◆ Stored data entries ◆
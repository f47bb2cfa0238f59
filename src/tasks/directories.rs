use anyhow::{Context as _, Result};

use super::{Context, Task, TaskResult, TaskStats};

/// Create the configured directories under Documents.
#[derive(Debug)]
pub struct CreateDirectories;

impl Task for CreateDirectories {
    fn name(&self) -> &str {
        "Create directories"
    }

    fn should_run(&self, ctx: &Context) -> bool {
        !ctx.config.dirs.is_empty()
    }

    fn run(&self, ctx: &Context) -> Result<TaskResult> {
        let mut stats = TaskStats::new();
        for dir in &ctx.config.dirs {
            let path = ctx.documents.join(dir);
            if path.is_dir() {
                ctx.log.debug(&format!("ok: {}", path.display()));
                stats.already_ok += 1;
                continue;
            }
            std::fs::create_dir_all(&path)
                .with_context(|| format!("creating directory {}", path.display()))?;
            ctx.log.info(&format!("created {}", path.display()));
            stats.changed += 1;
        }
        Ok(stats.finish(ctx))
    }
}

◆ Activity ◆
Write out every record verbatim.

◆ Response area ◆
repository f47bb2cfa0238f59
filename src/tasks/directories.rs
use anyhow::{Context as _, Result};

use super::{Context, Task, TaskResult, TaskStats};

/// Create the configured directories under Documents.
#[derive(Debug)]
pub struct CreateDirectories;

impl Task for CreateDirectories {
    fn name(&self) -> &str {
        "Create directories"
    }

    fn should_run(&self, ctx: &Context) -> bool {
        !ctx.config.dirs.is_empty()
    }

    fn run(&self, ctx: &Context) -> Result<TaskResult> {
        let mut stats = TaskStats::new();
        for dir in &ctx.config.dirs {
            let path = ctx.documents.join(dir);
            if path.is_dir() {
                ctx.log.debug(&format!("ok: {}", path.display()));
                stats.already_ok += 1;
                continue;
            }
            std::fs::create_dir_all(&path)
                .with_context(|| format!("creating directory {}", path.display()))?;
            ctx.log.info(&format!("created {}", path.display()));
            stats.changed += 1;
        }
        Ok(stats.finish(ctx))
    }
}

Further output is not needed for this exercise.